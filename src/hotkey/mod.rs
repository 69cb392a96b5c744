// Copyright (c) 2025-2026 Adrian Robinson. Licensed under the AGPL-3.0.
// See LICENSE file in the project root for full license text.

//! Streaming Top-K hot-key detection (HeavyKeeper).

pub mod detector;
pub mod heap;
pub mod sketch;

pub use detector::{EvictedItem, EvictedQueue, HotKeyDetector, ObserveResult};

use crate::config::LikeEngineConfig;

/// Detector sizing.
#[derive(Debug, Clone)]
pub struct HotKeyConfig {
    /// Top-K capacity
    pub k: usize,
    pub width: usize,
    pub depth: usize,
    /// Per-unit decay base for colliding buckets, in (0, 1)
    pub decay: f64,
    /// Minimum sketch count before a key can enter the Top-K set
    pub min_count: u32,
    pub seed: Option<u64>,
}

impl Default for HotKeyConfig {
    fn default() -> Self {
        Self::from(&LikeEngineConfig::default())
    }
}

impl From<&LikeEngineConfig> for HotKeyConfig {
    fn from(config: &LikeEngineConfig) -> Self {
        Self {
            k: config.hotkey_k,
            width: config.hotkey_width,
            depth: config.hotkey_depth,
            decay: config.hotkey_decay,
            min_count: config.hotkey_min_count,
            seed: config.hotkey_seed,
        }
    }
}
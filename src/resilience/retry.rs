// Copyright (c) 2025-2026 Adrian Robinson. Licensed under the AGPL-3.0.
// See LICENSE file in the project root for full license text.

//! Bounded retry with exponential backoff.
//!
//! Reads, connects and idempotent writes (durable batch apply, ledger release,
//! `XACK`) go through [`retry`]. The toggle path uses [`retry_if`] so only
//! transient failures are retried and a `Conflict` comes back at once.
//!
//! Toggle scripts and stream appends are not idempotent: a lost reply retried
//! underneath the caller would turn a successful write into a `Conflict` or a
//! duplicate event. Backends run those exactly once and leave the decision to
//! [`ToggleService`](crate::ToggleService).
//!
//! ```
//! use like_engine::RetryConfig;
//!
//! assert_eq!(RetryConfig::startup().max_attempts, 5);
//! assert_eq!(RetryConfig::query().max_attempts, 3);
//! assert_eq!(RetryConfig::toggle().max_attempts, 2);
//! ```

use std::future::Future;
use std::time::Duration;

use tokio::time::sleep;
use tracing::{debug, warn};

/// Attempt budget and backoff curve for one kind of call.
#[derive(Debug, Clone, PartialEq)]
pub struct RetryConfig {
    /// Total calls, the first one included
    pub max_attempts: usize,
    pub initial_delay: Duration,
    pub max_delay: Duration,
    pub factor: f64,
}

impl RetryConfig {
    /// Connecting to Redis or SQL at startup. Gives up after roughly five
    /// seconds so a bad URL fails `connect` instead of hanging it.
    #[must_use]
    pub fn startup() -> Self {
        Self {
            max_attempts: 5,
            initial_delay: Duration::from_millis(200),
            max_delay: Duration::from_secs(2),
            factor: 2.0,
        }
    }

    /// Single backend round trips issued by jobs and reads.
    #[must_use]
    pub fn query() -> Self {
        Self {
            max_attempts: 3,
            initial_delay: Duration::from_millis(100),
            max_delay: Duration::from_secs(2),
            factor: 2.0,
        }
    }

    /// Opt-in retry for confirm/cancel (`retry_toggles`). The caller is waiting.
    #[must_use]
    pub fn toggle() -> Self {
        Self {
            max_attempts: 2,
            initial_delay: Duration::from_millis(50),
            max_delay: Duration::from_millis(200),
            factor: 2.0,
        }
    }

    #[must_use]
    pub fn next_delay(&self, delay: Duration) -> Duration {
        delay.mul_f64(self.factor).min(self.max_delay)
    }
}

/// Retry every error until the budget runs out.
pub async fn retry<F, Fut, T, E>(operation_name: &str, config: &RetryConfig, operation: F) -> Result<T, E>
where
    F: FnMut() -> Fut,
    Fut: Future<Output = Result<T, E>>,
    E: std::fmt::Display,
{
    retry_if(operation_name, config, |_| true, operation).await
}

/// Like [`retry`], but returns at once on errors `should_retry` rejects.
pub async fn retry_if<F, Fut, T, E, P>(
    operation_name: &str,
    config: &RetryConfig,
    should_retry: P,
    mut operation: F,
) -> Result<T, E>
where
    F: FnMut() -> Fut,
    Fut: Future<Output = Result<T, E>>,
    E: std::fmt::Display,
    P: Fn(&E) -> bool,
{
    let mut delay = config.initial_delay;
    let mut attempt = 0;

    loop {
        attempt += 1;
        match operation().await {
            Ok(value) => {
                if attempt > 1 {
                    debug!(op = operation_name, attempt, "Succeeded after retry");
                }
                return Ok(value);
            }
            Err(err) if attempt >= config.max_attempts || !should_retry(&err) => return Err(err),
            Err(err) => {
                warn!(
                    op = operation_name,
                    attempt,
                    max_attempts = config.max_attempts,
                    error = %err,
                    ?delay,
                    "Backend call failed; retrying"
                );
                sleep(delay).await;
                delay = config.next_delay(delay);
            }
        }
    }
}

#[cfg(test)]
mod tests {
    use super::*;
    use crate::error::LikeError;
    use crate::storage::traits::StorageError;
    use std::sync::atomic::{AtomicUsize, Ordering};

    fn flaky(fail_first: usize, calls: &AtomicUsize) -> Result<u32, LikeError> {
        let n = calls.fetch_add(1, Ordering::SeqCst) + 1;
        if n <= fail_first {
            Err(StorageError::Backend(format!("connection reset on call {}", n)).into())
        } else {
            Ok(7)
        }
    }

    #[tokio::test(start_paused = true)]
    async fn test_transient_failures_are_retried() {
        let calls = AtomicUsize::new(0);
        let result = retry("hget", &RetryConfig::query(), || async { flaky(2, &calls) }).await;

        assert_eq!(result.unwrap(), 7);
        assert_eq!(calls.load(Ordering::SeqCst), 3);
    }

    #[tokio::test(start_paused = true)]
    async fn test_budget_counts_the_first_call() {
        let calls = AtomicUsize::new(0);
        let result = retry("hget", &RetryConfig::toggle(), || async { flaky(10, &calls) }).await;

        assert!(result.unwrap_err().is_transient());
        assert_eq!(calls.load(Ordering::SeqCst), 2);
    }

    #[tokio::test(start_paused = true)]
    async fn test_conflict_is_not_retried() {
        let calls = AtomicUsize::new(0);
        let result: Result<(), LikeError> =
            retry_if("confirm", &RetryConfig::toggle(), LikeError::is_transient, || async {
                calls.fetch_add(1, Ordering::SeqCst);
                Err(LikeError::Conflict("already liked"))
            })
            .await;

        assert!(result.unwrap_err().is_conflict());
        assert_eq!(calls.load(Ordering::SeqCst), 1);
    }

    #[test]
    fn test_backoff_doubles_then_caps() {
        let config = RetryConfig::toggle();
        let second = config.next_delay(config.initial_delay);
        assert_eq!(second, Duration::from_millis(100));
        assert_eq!(config.next_delay(second), Duration::from_millis(200));
        assert_eq!(config.next_delay(Duration::from_millis(200)), config.max_delay);
    }

    #[test]
    fn test_user_facing_budget_is_smallest() {
        let (startup, query, toggle) = (RetryConfig::startup(), RetryConfig::query(), RetryConfig::toggle());
        assert!(toggle.max_attempts < query.max_attempts && query.max_attempts < startup.max_attempts);
        assert!(toggle.max_delay < query.max_delay);
    }
}
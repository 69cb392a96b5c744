// Copyright (c) 2025-2026 Adrian Robinson. Licensed under the AGPL-3.0.
// See LICENSE file in the project root for full license text.

use std::collections::{BTreeMap, HashMap, HashSet};

use async_trait::async_trait;
use thiserror::Error;

use super::scripts::{ScriptCall, ScriptOutcome};

/// Actor (user) identifier.
pub type ActorId = u64;

/// Item (blog post) identifier.
pub type ItemId = u64;

/// Largest id the durable store can hold (`BIGINT`).
pub const MAX_DURABLE_ID: u64 = i64::MAX as u64;

#[derive(Error, Debug, Clone)]
pub enum StorageError {
    #[error("Storage backend error: {0}")]
    Backend(String),
    #[error("Storage operation '{0}' timed out")]
    Timeout(String),
    #[error("Id {0} does not fit the durable store's signed 64-bit column")]
    IdOutOfRange(u64),
}

impl StorageError {
    /// Whether the same call could succeed later.
    #[must_use]
    pub fn is_retryable(&self) -> bool {
        !matches!(self, Self::IdOutOfRange(_))
    }
}

/// A batch of like facts to apply to the durable store in one transaction.
///
/// Counts are not carried here: the store moves an item's counter only by the
/// rows it actually inserted or deleted, which is what makes re-applying the
/// same batch harmless.
#[derive(Debug, Clone, Default, PartialEq, Eq)]
pub struct LikeBatch {
    /// (actor, item) facts to insert; duplicates of existing rows are ignored
    pub inserts: Vec<(ActorId, ItemId)>,
    /// (actor, item) facts to delete when present
    pub removals: Vec<(ActorId, ItemId)>,
}

impl LikeBatch {
    #[must_use]
    pub fn new() -> Self {
        Self::default()
    }

    #[must_use]
    pub fn is_empty(&self) -> bool {
        self.inserts.is_empty() && self.removals.is_empty()
    }

    #[must_use]
    pub fn len(&self) -> usize {
        self.inserts.len() + self.removals.len()
    }
}

/// What a committed [`LikeBatch`] actually changed.
#[derive(Debug, Clone, Default, PartialEq, Eq)]
pub struct AppliedBatch {
    /// Rows newly inserted
    pub inserted: usize,
    /// Rows actually deleted
    pub removed: usize,
    /// Net counter movement per item
    pub count_deltas: BTreeMap<ItemId, i64>,
}

impl AppliedBatch {
    /// Count `delta` rows inserted (positive) or deleted (negative) for `item`.
    pub(crate) fn record(&mut self, item: ItemId, delta: i64) {
        if delta == 0 {
            return;
        }
        let rows = delta.unsigned_abs() as usize;
        if delta > 0 {
            self.inserted += rows;
        } else {
            self.removed += rows;
        }
        *self.count_deltas.entry(item).or_insert(0) += delta;
    }
}

/// Key-value collaborator with Redis hash semantics plus atomic scripts.
///
/// Keys passed in are logical (unprefixed); implementations may namespace them.
#[async_trait]
pub trait KvStore: Send + Sync {
    async fn hget(&self, key: &str, field: &str) -> Result<Option<String>, StorageError>;
    async fn hset(&self, key: &str, field: &str, value: &str) -> Result<(), StorageError>;
    /// Returns true when the field existed.
    async fn hdel(&self, key: &str, field: &str) -> Result<bool, StorageError>;
    async fn hexists(&self, key: &str, field: &str) -> Result<bool, StorageError>;
    /// One slot per requested field, in order.
    async fn hmget(&self, key: &str, fields: &[String]) -> Result<Vec<Option<String>>, StorageError>;
    async fn hgetall(&self, key: &str) -> Result<HashMap<String, String>, StorageError>;
    async fn hkeys(&self, key: &str) -> Result<Vec<String>, StorageError>;

    /// All keys starting with `prefix` (cursor based, not atomic).
    async fn scan_prefix(&self, prefix: &str) -> Result<Vec<String>, StorageError>;

    async fn del(&self, key: &str) -> Result<(), StorageError>;

    /// Run one of the server-side scripts as a single atomic unit.
    async fn run_script(&self, call: &ScriptCall) -> Result<ScriptOutcome, StorageError>;
}

/// Durable system of record for like facts and per-item counters.
#[async_trait]
pub trait LikeStore: Send + Sync {
    /// Apply inserts, removals and the resulting counter deltas atomically.
    async fn apply_batch(&self, batch: &LikeBatch) -> Result<AppliedBatch, StorageError>;

    /// All items the actor has a durable like for.
    async fn liked_items(&self, actor: ActorId) -> Result<HashSet<ItemId>, StorageError>;

    async fn has_like(&self, actor: ActorId, item: ItemId) -> Result<bool, StorageError>;

    /// Aggregate counter for an item (0 when never liked).
    async fn like_count(&self, item: ItemId) -> Result<i64, StorageError>;
}
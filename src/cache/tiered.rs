// Copyright (c) 2025-2026 Adrian Robinson. Licensed under the AGPL-3.0.
// See LICENSE file in the project root for full license text.

//! Two-tier read path: local TTL cache over the KV store's hashes.
//!
//! Entries are keyed `"{hash_key}:{field}"` and the detector sees the hash key
//! (the actor) as the logical key. Only reads of a hot logical key admit into
//! the local tier; writes merely refresh entries that are already there.

use std::sync::Arc;
use std::time::Duration;

use moka::sync::Cache;
use tracing::debug;

use crate::hotkey::HotKeyDetector;
use crate::metrics;
use crate::storage::traits::{KvStore, StorageError};

pub struct TieredCache {
    local: Cache<String, String>,
    kv: Arc<dyn KvStore>,
    detector: Arc<HotKeyDetector>,
}

#[inline]
fn composite_key(hash_key: &str, field: &str) -> String {
    format!("{}:{}", hash_key, field)
}

impl TieredCache {
    pub fn new(
        kv: Arc<dyn KvStore>,
        detector: Arc<HotKeyDetector>,
        capacity: u64,
        ttl: Duration,
    ) -> Self {
        let local = Cache::builder()
            .max_capacity(capacity)
            .time_to_live(ttl)
            .build();
        Self { local, kv, detector }
    }

    /// Local tier first, then the KV store. Every served read counts one access
    /// of `hash_key`; a KV value is admitted locally only if that access is hot.
    pub async fn get(&self, hash_key: &str, field: &str) -> Result<Option<String>, StorageError> {
        let key = composite_key(hash_key, field);

        if let Some(value) = self.local.get(&key) {
            metrics::record_cache_lookup("local", true);
            self.detector.observe(hash_key, 1);
            return Ok(Some(value));
        }
        metrics::record_cache_lookup("local", false);

        let Some(value) = self.kv.hget(hash_key, field).await? else {
            metrics::record_cache_lookup("kv", false);
            return Ok(None);
        };
        metrics::record_cache_lookup("kv", true);

        if self.detector.observe(hash_key, 1).is_hot {
            debug!(key = %key, "Admitting hot entry to local cache");
            self.local.insert(key, value.clone());
        }
        Ok(Some(value))
    }

    /// Local tier only; no access is recorded.
    #[must_use]
    pub fn get_local(&self, hash_key: &str, field: &str) -> Option<String> {
        self.local.get(&composite_key(hash_key, field))
    }

    /// Put into the local tier. Callers must already know the key is hot.
    pub fn admit(&self, hash_key: &str, field: &str, value: &str) {
        self.local.insert(composite_key(hash_key, field), value.to_string());
    }

    /// Refresh an entry only if it is already cached. Returns whether it was.
    pub fn put_if_present(&self, hash_key: &str, field: &str, value: &str) -> bool {
        let key = composite_key(hash_key, field);
        if !self.local.contains_key(&key) {
            return false;
        }
        self.local.insert(key, value.to_string());
        true
    }

    pub fn invalidate(&self, hash_key: &str, field: &str) {
        self.local.invalidate(&composite_key(hash_key, field));
    }

    /// Drop every local entry under a logical key that left the Top-K set.
    pub fn demote(&self, logical_key: &str) -> usize {
        let prefix = format!("{}:", logical_key);
        let stale: Vec<Arc<String>> = self
            .local
            .iter()
            .filter(|(k, _)| k.starts_with(&prefix))
            .map(|(k, _)| k)
            .collect();
        for key in &stale {
            self.local.invalidate(key.as_str());
        }
        if !stale.is_empty() {
            metrics::record_cache_demotions(stale.len());
        }
        stale.len()
    }

    /// Approximate local entry count (pending maintenance is flushed first).
    #[must_use]
    pub fn local_len(&self) -> u64 {
        self.local.run_pending_tasks();
        self.local.entry_count()
    }

    #[must_use]
    pub fn detector(&self) -> &Arc<HotKeyDetector> {
        &self.detector
    }
}

#[cfg(test)]
mod tests {
    use super::*;
    use crate::hotkey::HotKeyConfig;
    use crate::storage::memory::InMemoryKv;

    fn setup(min_count: u32) -> (TieredCache, Arc<InMemoryKv>) {
        let kv = Arc::new(InMemoryKv::new());
        let detector = Arc::new(HotKeyDetector::new(HotKeyConfig {
            k: 4,
            width: 256,
            depth: 3,
            decay: 0.92,
            min_count,
            seed: Some(3),
        }));
        let cache = TieredCache::new(kv.clone(), detector, 100, Duration::from_secs(60));
        (cache, kv)
    }

    #[tokio::test]
    async fn test_cold_key_is_not_admitted() {
        let (cache, kv) = setup(3);
        kv.hset("like:user:1", "10", "m").await.unwrap();

        assert_eq!(cache.get("like:user:1", "10").await.unwrap().as_deref(), Some("m"));
        assert!(cache.get_local("like:user:1", "10").is_none());
    }

    #[tokio::test]
    async fn test_hot_key_is_admitted_and_served_locally() {
        let (cache, kv) = setup(3);
        kv.hset("like:user:1", "10", "m").await.unwrap();

        for _ in 0..3 {
            cache.get("like:user:1", "10").await.unwrap();
        }
        assert_eq!(cache.get_local("like:user:1", "10").as_deref(), Some("m"));

        // local tier answers even after the backing entry is gone
        kv.hdel("like:user:1", "10").await.unwrap();
        assert_eq!(cache.get("like:user:1", "10").await.unwrap().as_deref(), Some("m"));
        assert!(cache.detector().total() >= 4);
    }

    #[tokio::test]
    async fn test_missing_value_is_none() {
        let (cache, _kv) = setup(1);
        assert!(cache.get("like:user:9", "1").await.unwrap().is_none());
        assert_eq!(cache.detector().total(), 0);
    }

    #[test]
    fn test_put_if_present_never_creates() {
        let (cache, _kv) = setup(1);
        assert!(!cache.put_if_present("like:user:1", "10", "m"));
        assert!(cache.get_local("like:user:1", "10").is_none());

        cache.admit("like:user:1", "10", "m");
        assert!(cache.put_if_present("like:user:1", "10", "n"));
        assert_eq!(cache.get_local("like:user:1", "10").as_deref(), Some("n"));
    }

    #[test]
    fn test_demote_matches_whole_logical_key() {
        let (cache, _kv) = setup(1);
        cache.admit("like:user:1", "10", "m");
        cache.admit("like:user:1", "11", "m");
        cache.admit("like:user:12", "10", "m");

        assert_eq!(cache.demote("like:user:1"), 2);
        assert!(cache.get_local("like:user:1", "10").is_none());
        assert!(cache.get_local("like:user:12", "10").is_some());
    }
}
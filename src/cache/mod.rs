// Copyright (c) 2025-2026 Adrian Robinson. Licensed under the AGPL-3.0.
// See LICENSE file in the project root for full license text.

pub mod tiered;

pub use tiered::TieredCache;
// Copyright (c) 2025-2026 Adrian Robinson. Licensed under the AGPL-3.0.
// See LICENSE file in the project root for full license text.

//! HeavyKeeper count sketch.
//!
//! A `depth × width` grid of `(fingerprint, count)` buckets. Each row hashes
//! the key with its own seed. A bucket owned by another fingerprint is decayed
//! with probability `decay^count` per unit of weight, so cold occupants lose
//! their slot to a hot key while hot occupants are almost never displaced.
//!
//! Every bucket has its own lock and at most one is held at a time.

use parking_lot::Mutex;
use rand::rngs::SmallRng;
use rand::Rng;
use xxhash_rust::xxh3::{xxh3_64, xxh3_64_with_seed};

/// Entries in the `decay^i` table; counts above are clamped to the last entry.
pub const DECAY_TABLE_SIZE: usize = 256;

#[derive(Debug, Clone, Copy, Default, PartialEq, Eq)]
pub struct Bucket {
    pub fingerprint: u64,
    pub count: u32,
}

pub struct Sketch {
    width: usize,
    depth: usize,
    buckets: Vec<Mutex<Bucket>>,
    decay_table: [f64; DECAY_TABLE_SIZE],
}

/// Key identity stored in buckets.
#[inline]
pub fn fingerprint(key: &[u8]) -> u64 {
    xxh3_64(key)
}

impl Sketch {
    pub fn new(width: usize, depth: usize, decay: f64) -> Self {
        let width = width.max(1);
        let depth = depth.max(1);

        let mut decay_table = [0.0; DECAY_TABLE_SIZE];
        for (i, slot) in decay_table.iter_mut().enumerate() {
            *slot = decay.powi(i as i32);
        }

        Self {
            width,
            depth,
            buckets: (0..width * depth).map(|_| Mutex::new(Bucket::default())).collect(),
            decay_table,
        }
    }

    #[must_use]
    pub fn width(&self) -> usize {
        self.width
    }

    #[must_use]
    pub fn depth(&self) -> usize {
        self.depth
    }

    #[inline]
    fn slot(&self, row: usize, key: &[u8]) -> usize {
        let column = (xxh3_64_with_seed(key, row as u64) % self.width as u64) as usize;
        row * self.width + column
    }

    #[inline]
    fn decay_probability(&self, count: u32) -> f64 {
        self.decay_table[(count as usize).min(DECAY_TABLE_SIZE - 1)]
    }

    /// Add `weight` for `key` in every row; returns the largest count this key
    /// now owns in any row (0 if it owns none).
    pub fn add(&self, key: &[u8], weight: u32, rng: &mut SmallRng) -> u32 {
        let fp = fingerprint(key);
        let mut max_count = 0u32;

        for row in 0..self.depth {
            let mut bucket = self.buckets[self.slot(row, key)].lock();

            if bucket.count == 0 {
                bucket.fingerprint = fp;
                bucket.count = weight;
                max_count = max_count.max(bucket.count);
            } else if bucket.fingerprint == fp {
                bucket.count = bucket.count.saturating_add(weight);
                max_count = max_count.max(bucket.count);
            } else {
                for j in 0..weight {
                    if rng.gen::<f64>() < self.decay_probability(bucket.count) {
                        bucket.count -= 1;
                        if bucket.count == 0 {
                            bucket.fingerprint = fp;
                            bucket.count = weight - j;
                            max_count = max_count.max(bucket.count);
                            break;
                        }
                    }
                }
            }
        }

        max_count
    }

    /// Halve every bucket (integer division, rounds toward zero).
    pub fn halve(&self) {
        for bucket in &self.buckets {
            let mut b = bucket.lock();
            b.count >>= 1;
        }
    }

    /// Largest count owned by `key` without modifying anything.
    #[must_use]
    pub fn estimate(&self, key: &[u8]) -> u32 {
        let fp = fingerprint(key);
        (0..self.depth)
            .filter_map(|row| {
                let b = self.buckets[self.slot(row, key)].lock();
                (b.fingerprint == fp && b.count > 0).then_some(b.count)
            })
            .max()
            .unwrap_or(0)
    }
}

============

Instructions to follow: In the material above, which lines contain "same"? Copy each of them.

Expected answer:
    /// Whether the same call could succeed later.
/// same batch harmless.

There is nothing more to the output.